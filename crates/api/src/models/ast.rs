use super::kind::{NodeKind, Prop};
use super::range::SourceRange;
use serde::{Deserialize, Serialize};

/// Bookkeeping bits carried in a node's flag word.
pub mod flags {
    pub const MALFORMED: u32 = 1;
    pub const ORIGINAL: u32 = 2;
    pub const PROTECT: u32 = 4;
    pub const RECOVERED: u32 = 8;

    /// Bits that never carry meaning when two trees are compared.
    pub const BOOKKEEPING: u32 = MALFORMED | ORIGINAL | PROTECT | RECOVERED;
}

#[derive(Serialize, Deserialize, Debug, Clone, Copy, PartialEq, Eq, Hash, PartialOrd, Ord)]
pub struct NodeId(pub u32);

impl NodeId {
    pub fn index(self) -> usize {
        self.0 as usize
    }
}

impl std::fmt::Display for NodeId {
    fn fmt(&self, f: &mut std::fmt::Formatter<'_>) -> std::fmt::Result {
        write!(f, "#{}", self.0)
    }
}

#[derive(Serialize, Deserialize, Debug, Clone, Copy, PartialEq, Eq)]
pub struct Child {
    pub prop: Prop,
    pub node: NodeId,
}

#[derive(Serialize, Deserialize, Debug, Clone)]
pub struct NodeData {
    pub kind: NodeKind,
    pub range: SourceRange,
    pub flags: u32,
    pub parent: Option<NodeId>,
    pub children: Vec<Child>,
}

/// Arena owning every node of one compilation unit. Parent links are indices,
/// so the whole tree is dropped at once with the arena.
#[derive(Serialize, Deserialize, Debug, Clone, Default)]
pub struct Ast {
    nodes: Vec<NodeData>,
    #[serde(skip)]
    default_flags: u32,
}

impl Ast {
    pub fn new() -> Self {
        Self::default()
    }

    /// Flags stamped on every node allocated from now on.
    pub fn set_default_flags(&mut self, flags: u32) {
        self.default_flags = flags;
    }

    pub fn alloc(&mut self, kind: NodeKind, range: SourceRange) -> NodeId {
        let id = NodeId(self.nodes.len() as u32);
        self.nodes.push(NodeData {
            kind,
            range,
            flags: self.default_flags,
            parent: None,
            children: Vec::new(),
        });
        id
    }

    pub fn len(&self) -> usize {
        self.nodes.len()
    }

    pub fn is_empty(&self) -> bool {
        self.nodes.is_empty()
    }

    pub fn contains(&self, id: NodeId) -> bool {
        id.index() < self.nodes.len()
    }

    pub fn node(&self, id: NodeId) -> &NodeData {
        &self.nodes[id.index()]
    }

    pub fn kind(&self, id: NodeId) -> &NodeKind {
        &self.nodes[id.index()].kind
    }

    pub fn kind_mut(&mut self, id: NodeId) -> &mut NodeKind {
        &mut self.nodes[id.index()].kind
    }

    pub fn range(&self, id: NodeId) -> SourceRange {
        self.nodes[id.index()].range
    }

    pub fn set_range(&mut self, id: NodeId, range: SourceRange) {
        self.nodes[id.index()].range = range;
    }

    pub fn flags(&self, id: NodeId) -> u32 {
        self.nodes[id.index()].flags
    }

    pub fn add_flags(&mut self, id: NodeId, flags: u32) {
        self.nodes[id.index()].flags |= flags;
    }

    pub fn parent(&self, id: NodeId) -> Option<NodeId> {
        self.nodes[id.index()].parent
    }

    /// Prop under which `id` hangs from its parent.
    pub fn location_in_parent(&self, id: NodeId) -> Option<Prop> {
        let parent = self.parent(id)?;
        self.nodes[parent.index()]
            .children
            .iter()
            .find(|c| c.node == id)
            .map(|c| c.prop)
    }

    /// Appends `child` under `prop`; a child is owned by exactly one parent.
    pub fn add_child(&mut self, parent: NodeId, prop: Prop, child: NodeId) {
        debug_assert!(self.nodes[child.index()].parent.is_none());
        self.nodes[child.index()].parent = Some(parent);
        self.nodes[parent.index()]
            .children
            .push(Child { prop, node: child });
    }

    pub fn add_opt(&mut self, parent: NodeId, prop: Prop, child: Option<NodeId>) {
        if let Some(child) = child {
            self.add_child(parent, prop, child);
        }
    }

    pub fn add_all(&mut self, parent: NodeId, prop: Prop, children: impl IntoIterator<Item = NodeId>) {
        for child in children {
            self.add_child(parent, prop, child);
        }
    }

    /// Inserts `child` before every existing child.
    pub fn add_child_first(&mut self, parent: NodeId, prop: Prop, child: NodeId) {
        self.nodes[child.index()].parent = Some(parent);
        self.nodes[parent.index()]
            .children
            .insert(0, Child { prop, node: child });
    }

    pub fn children(&self, id: NodeId) -> impl Iterator<Item = NodeId> + '_ {
        self.nodes[id.index()].children.iter().map(|c| c.node)
    }

    pub fn child_entries(&self, id: NodeId) -> &[Child] {
        &self.nodes[id.index()].children
    }

    pub fn child(&self, id: NodeId, prop: Prop) -> Option<NodeId> {
        self.nodes[id.index()]
            .children
            .iter()
            .find(|c| c.prop == prop)
            .map(|c| c.node)
    }

    pub fn list(&self, id: NodeId, prop: Prop) -> impl Iterator<Item = NodeId> + '_ {
        self.nodes[id.index()]
            .children
            .iter()
            .filter(move |c| c.prop == prop)
            .map(|c| c.node)
    }

    pub fn list_len(&self, id: NodeId, prop: Prop) -> usize {
        self.list(id, prop).count()
    }

    /// Stable-sorts the `prop` list of `id` by start offset, keeping unset ranges
    /// last. Entries of other props keep their slots.
    pub fn sort_list_by_start(&mut self, id: NodeId, prop: Prop) {
        let slots: Vec<usize> = self.nodes[id.index()]
            .children
            .iter()
            .enumerate()
            .filter(|(_, c)| c.prop == prop)
            .map(|(i, _)| i)
            .collect();
        let mut entries: Vec<Child> = slots
            .iter()
            .map(|&i| self.nodes[id.index()].children[i])
            .collect();
        entries.sort_by_key(|c| {
            let range = self.nodes[c.node.index()].range;
            (!range.is_set(), range.start)
        });
        let children = &mut self.nodes[id.index()].children;
        for (slot, entry) in slots.into_iter().zip(entries) {
            children[slot] = entry;
        }
    }

    /// Props used by `id`, in first-appearance order.
    pub fn props(&self, id: NodeId) -> Vec<Prop> {
        let mut props: Vec<Prop> = Vec::new();
        for child in &self.nodes[id.index()].children {
            if !props.contains(&child.prop) {
                props.push(child.prop);
            }
        }
        props
    }

    pub fn identifier(&self, id: NodeId) -> Option<&str> {
        match self.kind(id) {
            NodeKind::SimpleName { identifier } => Some(identifier.as_str()),
            _ => None,
        }
    }

    /// Dotted text of a simple or qualified name.
    pub fn name_text(&self, id: NodeId) -> Option<String> {
        match self.kind(id) {
            NodeKind::SimpleName { identifier } => Some(identifier.to_string()),
            NodeKind::QualifiedName => {
                let qualifier = self.name_text(self.child(id, Prop::Qualifier)?)?;
                let name = self.name_text(self.child(id, Prop::Name)?)?;
                Some(format!("{qualifier}.{name}"))
            }
            _ => None,
        }
    }

    /// Nodes of the subtree rooted at `root` in pre-order.
    pub fn preorder(&self, root: NodeId) -> Vec<NodeId> {
        let mut out = Vec::new();
        let mut stack = vec![root];
        while let Some(id) = stack.pop() {
            out.push(id);
            let children = &self.nodes[id.index()].children;
            stack.extend(children.iter().rev().map(|c| c.node));
        }
        out
    }

    pub fn ancestors(&self, id: NodeId) -> impl Iterator<Item = NodeId> + '_ {
        std::iter::successors(self.parent(id), move |p| self.parent(*p))
    }

    pub fn ids(&self) -> impl Iterator<Item = NodeId> {
        (0..self.nodes.len() as u32).map(NodeId)
    }
}

#[cfg(test)]
mod tests {
    use super::*;
    use smol_str::SmolStr;

    fn name(ast: &mut Ast, text: &str) -> NodeId {
        ast.alloc(
            NodeKind::SimpleName {
                identifier: SmolStr::new(text),
            },
            SourceRange::UNSET,
        )
    }

    #[test]
    fn test_children_by_prop() {
        let mut ast = Ast::new();
        let qualified = ast.alloc(NodeKind::QualifiedName, SourceRange::new(0, 5));
        let a = name(&mut ast, "a");
        let b = name(&mut ast, "b");
        ast.add_child(qualified, Prop::Qualifier, a);
        ast.add_child(qualified, Prop::Name, b);

        assert_eq!(ast.child(qualified, Prop::Name), Some(b));
        assert_eq!(ast.parent(a), Some(qualified));
        assert_eq!(ast.location_in_parent(b), Some(Prop::Name));
        assert_eq!(ast.name_text(qualified).as_deref(), Some("a.b"));
        assert_eq!(ast.preorder(qualified), vec![qualified, a, b]);
    }

    #[test]
    fn test_sort_list_keeps_other_props_in_place() {
        let mut ast = Ast::new();
        let decl = ast.alloc(NodeKind::FieldDeclaration, SourceRange::new(0, 20));
        let late = ast.alloc(
            NodeKind::Modifier {
                keyword: super::super::kind::ModifierKeyword::Final,
            },
            SourceRange::new(7, 5),
        );
        let unset = ast.alloc(
            NodeKind::Modifier {
                keyword: super::super::kind::ModifierKeyword::Static,
            },
            SourceRange::UNSET,
        );
        let early = ast.alloc(
            NodeKind::Modifier {
                keyword: super::super::kind::ModifierKeyword::Public,
            },
            SourceRange::new(0, 6),
        );
        let ty = name(&mut ast, "int");
        ast.add_child(decl, Prop::Modifiers, late);
        ast.add_child(decl, Prop::Modifiers, unset);
        ast.add_child(decl, Prop::Type, ty);
        ast.add_child(decl, Prop::Modifiers, early);

        ast.sort_list_by_start(decl, Prop::Modifiers);
        let order: Vec<NodeId> = ast.children(decl).collect();
        assert_eq!(order, vec![early, late, ty, unset]);
    }

    #[test]
    fn test_default_flags_apply_to_new_nodes() {
        let mut ast = Ast::new();
        let before = ast.alloc(NodeKind::NullLiteral, SourceRange::UNSET);
        ast.set_default_flags(flags::ORIGINAL);
        let after = ast.alloc(NodeKind::NullLiteral, SourceRange::UNSET);
        assert_eq!(ast.flags(before), 0);
        assert_eq!(ast.flags(after), flags::ORIGINAL);
    }
}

_ _ _

# WORK INSTRUCTION
Print the lines above, unchanged, from the start of the records to the line with "pub struct NodeData", including that final line.

# SOLUTION TO THIS TASK
filename crates/api/src/models/ast.rs
use super::kind::{NodeKind, Prop};
use super::range::SourceRange;
use serde::{Deserialize, Serialize};

/// Bookkeeping bits carried in a node's flag word.
pub mod flags {
    pub const MALFORMED: u32 = 1;
    pub const ORIGINAL: u32 = 2;
    pub const PROTECT: u32 = 4;
    pub const RECOVERED: u32 = 8;

    /// Bits that never carry meaning when two trees are compared.
    pub const BOOKKEEPING: u32 = MALFORMED | ORIGINAL | PROTECT | RECOVERED;
}

#[derive(Serialize, Deserialize, Debug, Clone, Copy, PartialEq, Eq, Hash, PartialOrd, Ord)]
pub struct NodeId(pub u32);

impl NodeId {
    pub fn index(self) -> usize {
        self.0 as usize
    }
}

impl std::fmt::Display for NodeId {
    fn fmt(&self, f: &mut std::fmt::Formatter<'_>) -> std::fmt::Result {
        write!(f, "#{}", self.0)
    }
}

#[derive(Serialize, Deserialize, Debug, Clone, Copy, PartialEq, Eq)]
pub struct Child {
    pub prop: Prop,
    pub node: NodeId,
}

#[derive(Serialize, Deserialize, Debug, Clone)]
pub struct NodeData {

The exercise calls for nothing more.